Years ago, there was a price war between public clouds. Back in 2014, to pick one example, Amazon’s AWS cut its prices in response to Google’s recently launched competing service.
Since those heady days, the cloud infrastructure market has matured and changed. Sure, AWS is still top dog, with Microsoft and Google working to both snag share from the leader (and one another). But the era of seemingly endless price cuts has been overtaken by a different market narrative: While building on public cloud services is inexpensive to start, it can become far less so over time.
That Dropbox made the choice to build out its own infra remains an interesting, if isolated, data point. (TechCrunch’s coverage from the event back in 2017 is worth your time.) We wanted to get a better vibe for what founders and CEOs are thinking about their public cloud choices, and the strengths and weaknesses thereof.
So we got a hold of a few companies that we’re tracking, collecting input from BuildBuddy (early-stage, YC backed, delivering a managed service), Monte Carlo (mid-stage, high-growth, data-focused), and Egnyte (late-stage, profitable, a near-IPO company with a cloud storage and productivity focus) to get a broad view.
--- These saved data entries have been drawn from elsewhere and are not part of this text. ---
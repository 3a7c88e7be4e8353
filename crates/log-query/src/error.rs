//! Query error types.

use thiserror::Error;

/// Errors from the remote query API.
///
/// A job that finishes as failed or cancelled is NOT an error; those are
/// reported as outcomes by the poller. Errors cover only the cases where the
/// protocol itself broke down.
#[derive(Debug, Error)]
pub enum QueryError {
    /// The remote service rejected the query submission.
    #[error("query submission rejected: {0}")]
    SubmissionFailed(String),

    /// The request could not be delivered or the connection failed.
    #[error("transport error: {0}")]
    Transport(String),

    /// The remote service answered with a body this client cannot parse.
    #[error("invalid response from query service: {0}")]
    InvalidResponse(String),
}
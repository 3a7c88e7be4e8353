use crate::models::PingResponse;
use axum::Json;
use chrono::Utc;

/// Public liveness probe.
pub async fn ping() -> Json<PingResponse> {
    Json(PingResponse {
        status: "ok".to_string(),
        timestamp: Utc::now(),
        service: "feedback-api".to_string(),
    })
}
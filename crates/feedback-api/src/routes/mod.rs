//! HTTP routes for the feedback API.
//!
//! Defines the Axum router and application state.

use crate::auth::AuthGateway;
use crate::config::Config;
use crate::handlers;
use crate::middleware::{require_api_key, require_jwt};
use crate::services::{FeedbackService, ReportService};
use axum::{
    http::{header, HeaderValue, Method},
    middleware,
    routing::get,
    Router,
};
use std::sync::Arc;
use std::time::Duration;
use tower_http::{
    cors::{AllowOrigin, CorsLayer},
    timeout::TimeoutLayer,
    trace::TraceLayer,
};
use tracing::warn;

/// Application state shared across all handlers.
pub struct AppState {
    /// Service configuration.
    pub config: Config,

    /// Feedback item service.
    pub feedback: FeedbackService,

    /// Report service.
    pub reports: ReportService,

    /// Authentication gateway (API-key registry + JWT verifier).
    pub gateway: AuthGateway,
}

/// Build the application routes.
///
/// Creates an Axum router with:
/// - `POST /feedback` - Submit feedback (API-key authenticated)
/// - `GET /feedback` - List feedback (JWT authenticated)
/// - `GET /reports` - List reports (JWT authenticated)
/// - `GET /reports/{targetId}/{reportId}` - Fetch one report (JWT authenticated)
/// - `GET /ping` - Liveness probe (public)
/// - CORS, TraceLayer for request logging, 30 second request timeout
pub fn build_routes(state: Arc<AppState>) -> Router {
    let cors = cors_layer(&state.config.cors_allowed_origins);

    // Public routes (no authentication required)
    let public_routes = Router::new()
        .route("/ping", get(handlers::health::ping))
        .with_state(state.clone());

    // Write route: API-key authentication
    let api_key_routes = Router::new()
        .route(
            "/feedback",
            axum::routing::post(handlers::feedback::create_feedback),
        )
        .route_layer(middleware::from_fn_with_state(
            state.clone(),
            require_api_key,
        ))
        .with_state(state.clone());

    // Read routes: JWT authentication
    let jwt_routes = Router::new()
        .route("/feedback", get(handlers::feedback::list_feedback))
        .route("/reports", get(handlers::reports::list_reports))
        .route(
            "/reports/:target_id/:report_id",
            get(handlers::reports::get_report),
        )
        .route_layer(middleware::from_fn_with_state(state.clone(), require_jwt))
        .with_state(state);

    // Merge routes and apply global middleware layers
    // Layer order (bottom-to-top execution):
    // 1. TimeoutLayer - Timeout the request (innermost)
    // 2. CorsLayer - Preflight and response headers
    // 3. TraceLayer - Log request details (outermost)
    public_routes
        .merge(api_key_routes)
        .merge(jwt_routes)
        .layer(TraceLayer::new_for_http())
        .layer(cors)
        .layer(TimeoutLayer::new(Duration::from_secs(30)))
}

/// CORS policy from the configured origin list. A lone `*` allows any
/// origin; otherwise only the listed origins are echoed back.
fn cors_layer(allowed_origins: &[String]) -> CorsLayer {
    let origin = if allowed_origins.iter().any(|o| o == "*") {
        AllowOrigin::any()
    } else {
        let origins: Vec<HeaderValue> = allowed_origins
            .iter()
            .filter_map(|o| match HeaderValue::from_str(o) {
                Ok(value) => Some(value),
                Err(_) => {
                    warn!(target: "api.config", origin = %o, "skipping unparseable CORS origin");
                    None
                }
            })
            .collect();
        AllowOrigin::list(origins)
    };

    CorsLayer::new()
        .allow_origin(origin)
        .allow_methods([
            Method::GET,
            Method::POST,
            Method::PUT,
            Method::DELETE,
            Method::OPTIONS,
        ])
        .allow_headers([
            header::CONTENT_TYPE,
            header::AUTHORIZATION,
            header::HeaderName::from_static("x-api-key"),
            header::HeaderName::from_static("x-target-id"),
        ])
        .max_age(Duration::from_secs(86400))
}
We surveyed the three founders and included their full replies below. But first, a few observations on their answers.
Don’t build alone
The number of companies that have built on a public cloud and later went solo is slim. Despite Dropbox managing the transition, and later finding gross-margin leverage in the effort, most companies that build on public clouds stay there.
And that appears set to remain the case. The two younger companies we surveyed mentioned the required scale to make such a transition economical. Egnyte’s CEO, the leader of a company that has a history of cloud storage — meaning that surely it has the required scale, right? — mentioned some more modest cases where it may use its own hardware instead of public cloud services. But if Egnyte is still content to use public cloud infra, well, we can presume that nearly every startup is going to stay put as well.
Mostly (cloud) monogamous
Both BuildyBuddy (GCP) and Monte Carlo (AWS) are single-cloud companies. Egnyte has some workloads on clouds that are not its main, but noted that it is somewhat concentrated. As before, we’re seeing similar answers from each company, size to the side. This is why AWS et al. work with startup accelerators; if you get a company aboard your public cloud when it’s young, you have (nearly) a customer for life.